== Segment start ==

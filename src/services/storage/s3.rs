//! S3 storage implementation.
//!
//! Object calls go through an OpenDAL operator; bucket lifecycle goes through
//! the AWS SDK client, which exposes bucket listing with creation dates.
//! Works with Amazon S3 and S3-compatible services (MinIO, R2, Spaces).

use std::path::Path;

use async_trait::async_trait;
use aws_credential_types::Credentials as AwsCredentials;
use aws_sdk_s3::config::{BehaviorVersion, Region};
use aws_sdk_s3::types::{BucketLocationConstraint, CreateBucketConfiguration};
use bytes::Bytes;
use chrono::{DateTime, Utc};
use opendal::Operator;
use opendal::services::S3;
use tracing::debug;

use super::error::{BackendError, ConfigurationError};
use super::operator;
use super::traits::{BucketStore, ObjectStore};
use super::types::{
    BucketInfo, DEFAULT_S3_REGION, ObjectInfo, ObjectMetadata, SignedUrlRequest, StorageType,
};

/// Connection settings shared by the operator and the SDK client.
pub(crate) struct S3Settings<'a> {
    pub bucket: &'a str,
    pub endpoint: Option<&'a str>,
    pub region: &'a str,
    pub path_style: bool,
    pub access_key_id: &'a str,
    pub secret_access_key: &'a str,
}

/// S3 object handle backed by OpenDAL.
pub struct S3Store {
    bucket: String,
    operator: Operator,
}

impl S3Store {
    /// Build the operator. No request is sent; credentials are checked on first use.
    pub(crate) fn new(settings: &S3Settings<'_>) -> Result<Self, ConfigurationError> {
        let mut builder = S3::default()
            .bucket(settings.bucket)
            .region(settings.region)
            .access_key_id(settings.access_key_id)
            .secret_access_key(settings.secret_access_key)
            // Only the supplied key pair may be used.
            .disable_config_load()
            .disable_ec2_metadata();

        if let Some(endpoint) = settings.endpoint {
            builder = builder.endpoint(endpoint);
        }

        if !settings.path_style {
            builder = builder.enable_virtual_host_style();
        }

        Ok(Self {
            bucket: settings.bucket.to_string(),
            operator: operator::build_operator(builder)?,
        })
    }

    /// Head fields under the names S3 uses in HeadObject responses.
    fn metadata_fields(metadata: &opendal::Metadata) -> ObjectMetadata {
        let mut fields = ObjectMetadata::new();
        fields.insert("ContentLength", metadata.content_length().to_string());
        fields.insert_opt("ContentType", metadata.content_type());
        fields.insert_opt("ETag", metadata.etag());
        fields.insert_opt("ContentMD5", metadata.content_md5());
        fields.insert_opt("VersionId", metadata.version());
        fields.insert_opt(
            "LastModified",
            metadata.last_modified().map(|t| t.to_rfc3339()),
        );
        fields
    }
}

#[async_trait]
impl ObjectStore for S3Store {
    fn storage_type(&self) -> StorageType {
        StorageType::S3
    }

    fn bucket(&self) -> &str {
        &self.bucket
    }

    async fn put(&self, key: &str, data: Bytes) -> Result<(), BackendError> {
        operator::put(&self.operator, key, data).await
    }

    async fn put_file(&self, key: &str, local_path: &Path) -> Result<(), BackendError> {
        operator::put_file(&self.operator, key, local_path).await
    }

    async fn get(&self, key: &str) -> Result<Bytes, BackendError> {
        operator::get(&self.operator, key).await
    }

    async fn head(&self, key: &str) -> Result<ObjectMetadata, BackendError> {
        let metadata = operator::stat(&self.operator, key).await?;
        Ok(Self::metadata_fields(&metadata))
    }

    async fn list(&self, prefix: &str) -> Result<Vec<ObjectInfo>, BackendError> {
        operator::list_prefix(&self.operator, prefix).await
    }

    async fn delete(&self, key: &str) -> Result<(), BackendError> {
        operator::delete(&self.operator, key).await
    }

    async fn presign(&self, request: &SignedUrlRequest) -> Result<String, BackendError> {
        operator::presign(&self.operator, request).await
    }
}

/// S3 bucket handle backed by the AWS SDK.
pub struct S3Buckets {
    client: aws_sdk_s3::Client,
    region: String,
}

impl S3Buckets {
    pub(crate) fn new(settings: &S3Settings<'_>) -> Self {
        let credentials = AwsCredentials::new(
            settings.access_key_id,
            settings.secret_access_key,
            None,
            None,
            "cloudstore",
        );

        let mut config = aws_sdk_s3::Config::builder()
            .behavior_version(BehaviorVersion::latest())
            .region(Region::new(settings.region.to_string()))
            .credentials_provider(credentials)
            .force_path_style(settings.path_style);

        if let Some(endpoint) = settings.endpoint {
            config = config.endpoint_url(endpoint);
        }

        Self {
            client: aws_sdk_s3::Client::from_conf(config.build()),
            region: settings.region.to_string(),
        }
    }

    fn to_chrono(timestamp: &aws_sdk_s3::primitives::DateTime) -> Option<DateTime<Utc>> {
        DateTime::<Utc>::from_timestamp(timestamp.secs(), timestamp.subsec_nanos())
    }
}

#[async_trait]
impl BucketStore for S3Buckets {
    async fn list_buckets(&self) -> Result<Vec<BucketInfo>, BackendError> {
        let output = self
            .client
            .list_buckets()
            .send()
            .await
            .map_err(|e| BackendError::s3("ListBuckets", e))?;

        Ok(output
            .buckets()
            .iter()
            .filter_map(|bucket| {
                Some(BucketInfo {
                    name: bucket.name()?.to_string(),
                    created: bucket.creation_date().and_then(Self::to_chrono),
                })
            })
            .collect())
    }

    async fn create_bucket(&self, name: &str) -> Result<(), BackendError> {
        let mut request = self.client.create_bucket().bucket(name);

        // us-east-1 rejects an explicit location constraint.
        if self.region != DEFAULT_S3_REGION {
            let configuration = CreateBucketConfiguration::builder()
                .location_constraint(BucketLocationConstraint::from(self.region.as_str()))
                .build();
            request = request.create_bucket_configuration(configuration);
        }

        request
            .send()
            .await
            .map_err(|e| BackendError::s3("CreateBucket", e))?;
        debug!(bucket = %name, region = %self.region, "S3 bucket created");
        Ok(())
    }

    async fn delete_bucket(&self, name: &str) -> Result<(), BackendError> {
        self.client
            .delete_bucket()
            .bucket(name)
            .send()
            .await
            .map_err(|e| BackendError::s3("DeleteBucket", e))?;
        Ok(())
    }
}

#[cfg(test)]
mod tests {
    use super::*;
    use crate::services::storage::client::StorageClient;
    use crate::services::storage::error::StorageError;
    use crate::services::storage::traits::StorageHandles;
    use crate::services::storage::types::HttpMethod;

    fn settings(endpoint: Option<&'static str>) -> S3Settings<'static> {
        S3Settings {
            bucket: "my-bucket",
            endpoint,
            region: "us-east-1",
            path_style: endpoint.is_some(),
            access_key_id: "AKIAEXAMPLE",
            secret_access_key: "secret",
        }
    }

    #[test]
    fn test_object_uri() {
        let store = S3Store::new(&settings(None)).unwrap();
        assert_eq!(store.object_uri("/data/file.txt"), "s3://my-bucket/data/file.txt");
        assert_eq!(store.storage_type(), StorageType::S3);
    }

    #[test]
    fn test_construction_does_not_contact_backend() {
        // Unroutable endpoint: construction must still succeed.
        let store = S3Store::new(&settings(Some("http://127.0.0.1:1")));
        assert!(store.is_ok());
        let _buckets = S3Buckets::new(&settings(Some("http://127.0.0.1:1")));
    }

    #[test]
    fn test_metadata_fields_use_s3_names() {
        let mut metadata = opendal::Metadata::new(opendal::EntryMode::FILE);
        metadata.set_content_length(12);
        metadata.set_etag("\"abc\"");
        metadata.set_content_type("text/plain");

        let fields = S3Store::metadata_fields(&metadata);
        assert_eq!(fields.get("ContentLength"), Some("12"));
        assert_eq!(fields.get("ETag"), Some("\"abc\""));
        assert_eq!(fields.get("ContentType"), Some("text/plain"));
        assert!(!fields.contains("LastModified"));
    }

    #[tokio::test]
    async fn test_presign_expiry_reaches_query() {
        let store = S3Store::new(&settings(Some("http://127.0.0.1:1"))).unwrap();
        let client = StorageClient::from_handles(StorageHandles::new(Box::new(store), None));

        let url = client.signed_url("a/b.txt").await.unwrap();
        assert!(url.starts_with("http://127.0.0.1:1/my-bucket/a/b.txt?"));
        assert!(url.contains("X-Amz-Expires=86400"));
        assert!(url.contains("X-Amz-Credential=AKIAEXAMPLE"));

        let shortest = SignedUrlRequest::new("a/b.txt").expires_in_secs(1);
        let url = client.get_signed_url(&shortest).await.unwrap();
        assert!(url.contains("X-Amz-Expires=1&") || url.ends_with("X-Amz-Expires=1"));

        let upload = SignedUrlRequest::new("a/b.txt").method(HttpMethod::Put);
        assert!(client.get_signed_url(&upload).await.unwrap().contains("X-Amz-Signature="));

        let zero = SignedUrlRequest::new("a/b.txt").expires_in_secs(0);
        let err = client.get_signed_url(&zero).await.unwrap_err();
        assert!(matches!(
            err,
            StorageError::SignedUrl {
                source: BackendError::InvalidArgument(_),
                ..
            }
        ));
    }

    #[test]
    fn test_to_chrono() {
        let ts = aws_sdk_s3::primitives::DateTime::from_secs(1_700_000_000);
        let converted = S3Buckets::to_chrono(&ts).unwrap();
        assert_eq!(converted.timestamp(), 1_700_000_000);
    }
}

== Segment end ==

• [WHAT YOU NEED TO DO]: Every line from the first entry to the line containing "pub region: &'a" should be transcribed exactly, and nothing beyond it.

• [COMPLETED EXERCISE]:
filename src/services/storage/s3.rs
//! S3 storage implementation.
//!
//! Object calls go through an OpenDAL operator; bucket lifecycle goes through
//! the AWS SDK client, which exposes bucket listing with creation dates.
//! Works with Amazon S3 and S3-compatible services (MinIO, R2, Spaces).

use std::path::Path;

use async_trait::async_trait;
use aws_credential_types::Credentials as AwsCredentials;
use aws_sdk_s3::config::{BehaviorVersion, Region};
use aws_sdk_s3::types::{BucketLocationConstraint, CreateBucketConfiguration};
use bytes::Bytes;
use chrono::{DateTime, Utc};
use opendal::Operator;
use opendal::services::S3;
use tracing::debug;

use super::error::{BackendError, ConfigurationError};
use super::operator;
use super::traits::{BucketStore, ObjectStore};
use super::types::{
    BucketInfo, DEFAULT_S3_REGION, ObjectInfo, ObjectMetadata, SignedUrlRequest, StorageType,
};

/// Connection settings shared by the operator and the SDK client.
pub(crate) struct S3Settings<'a> {
    pub bucket: &'a str,
    pub endpoint: Option<&'a str>,
    pub region: &'a str,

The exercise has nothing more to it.